Human liver organoids an in-vitro drug discovery model

F. Abukunna1, D. Gomez2, G. Aithal3, A. Bennett1. 1FRAME Alternative Laboratories- School of Life Sciences, University of Nottingham, Nottingham, United Kingdom, 2Nottingham University Hospitals NHS Trust, University of Nottingham, Nottingham, United Kingdom, 3Nottingham Digestive Diseases Centre, University of Nottingham, Nottingham, United Kingdom

Background: The liver has a remarkable ability to regenerate to repair tissue damage; in severe liver injury hepatic progenitor cells (HPCs) are activated differentiating into both hepatocytes and cholangiocytes.

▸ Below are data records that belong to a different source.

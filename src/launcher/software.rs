// nuke-launcher: Nuke / Hiero engine launcher
//
// SPDX-FileCopyrightText: 2026 Romeo Ahmed
// SPDX-License-Identifier: GPL-3.0-or-later

//! Discovery of installed Nuke versions.
//!
//! ```text
//! "/usr/local/Nuke{version}/Nuke{major_minor_version}"
//!    |        |                 |
//!    literal  read_dir + regex  read_dir + regex
//!             (10.0v5)          (10.0, must agree with 10.0v5)
//!                                  |
//!                                  v
//!              (path, NukeVersion) x Product::ALL
//!                                  |
//!                                  v
//!                          SoftwareVersion
//! ```

use regex::Regex;
use serde::Serialize;
use std::fmt;
use std::path::PathBuf;
use tracing::{debug, trace};

use crate::core::env::types::Platform;
use crate::error::LaunchError;

use super::version::NukeVersion;

const VERSION_TOKEN: &str = "{version}";
const MAJOR_MINOR_TOKEN: &str = "{major_minor_version}";

/// An application flavour started from the Nuke executable.
#[derive(Debug, Clone, Copy, PartialEq, Eq, PartialOrd, Ord, Hash, Serialize)]
pub enum Product {
    Nuke,
    NukeX,
    NukeAssist,
    NukeStudio,
    Hiero,
}

impl Product {
    pub const ALL: [Self; 5] = [
        Self::Nuke,
        Self::NukeX,
        Self::NukeAssist,
        Self::NukeStudio,
        Self::Hiero,
    ];

    /// Command-line flag selecting this product, if any.
    #[must_use]
    pub const fn marker(self) -> Option<&'static str> {
        match self {
            Self::Nuke => None,
            Self::NukeX => Some("--nukex"),
            Self::NukeAssist => Some("--nukeassist"),
            Self::NukeStudio => Some("--studio"),
            Self::Hiero => Some("--hiero"),
        }
    }
}

impl fmt::Display for Product {
    fn fmt(&self, f: &mut fmt::Formatter<'_>) -> fmt::Result {
        let name = match self {
            Self::Nuke => "Nuke",
            Self::NukeX => "NukeX",
            Self::NukeAssist => "NukeAssist",
            Self::NukeStudio => "Nuke Studio",
            Self::Hiero => "Hiero",
        };
        f.write_str(name)
    }
}

/// A launchable product found on disk.
#[derive(Debug, Clone, PartialEq, Eq, Serialize)]
pub struct SoftwareVersion {
    pub product: Product,
    #[serde(serialize_with = "serialize_display")]
    pub version: NukeVersion,
    pub path: PathBuf,
    pub args: Vec<String>,
}

impl SoftwareVersion {
    #[must_use]
    pub fn new(product: Product, version: NukeVersion, path: PathBuf) -> Self {
        Self {
            product,
            version,
            path,
            args: product.marker().map(str::to_owned).into_iter().collect(),
        }
    }

    /// Name shown to users, e.g. `Nuke Studio 10.0v5`.
    #[must_use]
    pub fn display_name(&self) -> String {
        format!("{} {}", self.product, self.version)
    }
}

fn serialize_display<S: serde::Serializer>(
    value: &NukeVersion,
    serializer: S,
) -> Result<S::Ok, S::Error> {
    serializer.collect_str(value)
}

/// A partially matched template path.
#[derive(Debug, Clone)]
struct Candidate {
    path: PathBuf,
    version: Option<NukeVersion>,
}

/// One path component of a template, compiled.
enum Segment {
    Literal(String),
    Pattern(Regex),
}

fn compile_segment(component: &str, template: &str) -> Result<Segment, LaunchError> {
    if !component.contains(VERSION_TOKEN) && !component.contains(MAJOR_MINOR_TOKEN) {
        return Ok(Segment::Literal(component.to_string()));
    }

    let mut pattern = String::from("^");
    let mut rest = component;
    let mut seen_version = false;
    let mut seen_major_minor = false;
    while !rest.is_empty() {
        let next = [VERSION_TOKEN, MAJOR_MINOR_TOKEN]
            .iter()
            .filter_map(|token| rest.find(token).map(|at| (at, *token)))
            .min_by_key(|(at, _)| *at);
        let Some((at, token)) = next else {
            pattern.push_str(&regex::escape(rest));
            break;
        };
        pattern.push_str(&regex::escape(&rest[..at]));
        if token == VERSION_TOKEN {
            pattern.push_str(if seen_version {
                r"\d+\.\d+v\d+"
            } else {
                r"(?P<version>\d+\.\d+v\d+)"
            });
            seen_version = true;
        } else {
            pattern.push_str(if seen_major_minor {
                r"\d+\.\d+"
            } else {
                r"(?P<major_minor>\d+\.\d+)"
            });
            seen_major_minor = true;
        }
        rest = &rest[at + token.len()..];
    }
    pattern.push('$');

    Regex::new(&pattern)
        .map(Segment::Pattern)
        .map_err(|e| LaunchError::InvalidTemplate {
            template: template.to_string(),
            message: e.to_string(),
        })
}

/// Extends `candidate` with the directory entry `name` if it matches,
/// keeping versions captured by earlier segments consistent.
fn match_entry(regex: &Regex, name: &str, candidate: &Candidate) -> Option<Candidate> {
    let captures = regex.captures(name)?;

    let version = match captures.name("version") {
        Some(m) => {
            let parsed: NukeVersion = m.as_str().parse().ok()?;
            if candidate.version.is_some_and(|known| known != parsed) {
                return None;
            }
            Some(parsed)
        }
        None => candidate.version,
    };

    if let (Some(mm), Some(v)) = (captures.name("major_minor"), version)
        && mm.as_str() != v.major_minor()
    {
        return None;
    }

    Some(Candidate {
        path: candidate.path.join(name),
        version,
    })
}

/// Splits `template` into the directory scanning starts from and the path
/// components below it.
///
/// A leading drive (`C:`) on Windows becomes the drive root `C:\`, so
/// scanning never depends on the current directory of that drive.
pub(super) fn split_template(template: &str, platform: Platform) -> (PathBuf, Vec<&str>) {
    let separators: &[char] = match platform {
        Platform::Windows => &['\\', '/'],
        Platform::Linux | Platform::MacOs => &['/'],
    };
    let mut components: Vec<&str> = template
        .split(separators)
        .filter(|c| !c.is_empty())
        .collect();

    let is_drive = |c: &str| {
        let bytes = c.as_bytes();
        bytes.len() == 2 && bytes[0].is_ascii_alphabetic() && bytes[1] == b':'
    };

    let root = match components.first().copied() {
        Some(drive) if platform == Platform::Windows && is_drive(drive) => {
            let root = PathBuf::from(format!("{drive}\\"));
            components.remove(0);
            root
        }
        _ if template.starts_with(separators) => PathBuf::from(std::path::MAIN_SEPARATOR_STR),
        _ => PathBuf::new(),
    };
    (root, components)
}

/// Finds every executable matching `template`.
///
/// Missing directories simply yield no matches.
///
/// # Errors
///
/// Returns a `LaunchError::InvalidTemplate` if the template lacks a
/// `{version}` token or cannot be compiled.
pub fn scan_template(
    template: &str,
    platform: Platform,
) -> Result<Vec<(PathBuf, NukeVersion)>, LaunchError> {
    if !template.contains(VERSION_TOKEN) {
        return Err(LaunchError::InvalidTemplate {
            template: template.to_string(),
            message: format!("missing {VERSION_TOKEN} token"),
        });
    }

    let (root, components) = split_template(template, platform);
    let segments = components
        .into_iter()
        .map(|c| compile_segment(c, template))
        .collect::<Result<Vec<_>, _>>()?;

    let mut candidates = vec![Candidate {
        path: root,
        version: None,
    }];

    for segment in &segments {
        candidates = match segment {
            Segment::Literal(name) => candidates
                .into_iter()
                .map(|mut c| {
                    c.path.push(name);
                    c
                })
                .collect(),
            Segment::Pattern(regex) => {
                let mut next = Vec::new();
                for candidate in candidates {
                    let Ok(entries) = std::fs::read_dir(&candidate.path) else {
                        trace!(path = %candidate.path.display(), "not a readable directory");
                        continue;
                    };
                    for entry in entries.flatten() {
                        let name = entry.file_name();
                        let Some(name) = name.to_str() else {
                            continue;
                        };
                        next.extend(match_entry(regex, name, &candidate));
                    }
                }
                next
            }
        };
        if candidates.is_empty() {
            break;
        }
    }

    let mut found: Vec<_> = candidates
        .into_iter()
        .filter(|c| c.path.exists())
        .filter_map(|c| Some((c.path, c.version?)))
        .collect();
    found.sort_by(|a, b| a.1.cmp(&b.1).then_with(|| a.0.cmp(&b.0)));
    debug!(template, count = found.len(), "scanned template");
    Ok(found)
}

/// Expands one executable into every product it can start.
#[must_use]
pub fn expand_products(path: &std::path::Path, version: NukeVersion) -> Vec<SoftwareVersion> {
    Product::ALL
        .iter()
        .map(|product| SoftwareVersion::new(*product, version, path.to_path_buf()))
        .collect()
}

Objectives: Our aims are to produce a physiologically relevant human liver organoids from HPCs and to scale-up their production to be utilized in disease modelling and drug testing.

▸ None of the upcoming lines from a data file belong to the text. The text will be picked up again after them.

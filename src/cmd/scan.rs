// nuke-launcher: Nuke / Hiero engine launcher
//
// SPDX-FileCopyrightText: 2026 Romeo Ahmed
// SPDX-License-Identifier: GPL-3.0-or-later

//! Scan command implementation.

use crate::cli::launch::ScanArgs;
use crate::config::Config;
use crate::error::Result;
use crate::launcher::create_engine_launcher;
use crate::launcher::software::SoftwareVersion;

/// Formats discovered software as aligned `name  path  args` lines.
#[must_use]
pub fn format_software(software: &[SoftwareVersion]) -> Vec<String> {
    let names: Vec<_> = software.iter().map(SoftwareVersion::display_name).collect();
    let width = names.iter().map(String::len).max().unwrap_or(0);

    software
        .iter()
        .zip(names)
        .map(|(sw, name)| {
            let line = format!("{name:<width$}  {}", sw.path.display());
            if sw.args.is_empty() {
                line
            } else {
                format!("{line} {}", sw.args.join(" "))
            }
        })
        .collect()
}

/// Main handler for scan command.
///
/// # Errors
///
/// Returns an error if a requested version or a configured template is
/// invalid.
pub fn run_scan_command(args: &ScanArgs, config: &Config) -> Result<()> {
    let launcher =
        create_engine_launcher(config, &config.engine.name, args.versions.as_slice())?;
    let software = launcher.scan_software()?;

    if software.is_empty() {
        println!("No Nuke installations found");
    } else {
        for line in format_software(&software) {
            println!("{line}");
        }
    }
    Ok(())
}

Methods: Immunohistochemistry, q-RTPCR, FACS, WB, SEM and functional assays were used to identify, isolate and characterize HPCs and differentiated cell populations.

Results and Conclusion: EpCAM+ cells revealed the ability to expand forming liver organoids, expressing stem cell and hepatic lineage markers (CD133, CD24, Lgr5, TROP2, EpCAM, CK19 and HNF4α) with the potential to differentiate into Hepatocytes and Cholangiocytes. Hepatocyte differentiation resulted in the loss of progenitor cell marker expression while the expression of differentiated hepatocyte- specific genes increased.

Differentiated organoids showed low albumin expression compared to primary human hepatocytes; suggesting that the differentiation arisen from a limited population of cells or the organoids- derived hepatocytes were not fully mature.

FACS sorting using a combination of specific markers (EPCAM, CD133 and CD24) produced a more homogeneous cell population that differentiated effectively into hepatocytes compared to EpCAM+ cells.

Repopulation of acellular liver scaffolds with human HPCs resulted in more mature (physiologically relevant) hepatocytes with synthetic functionality.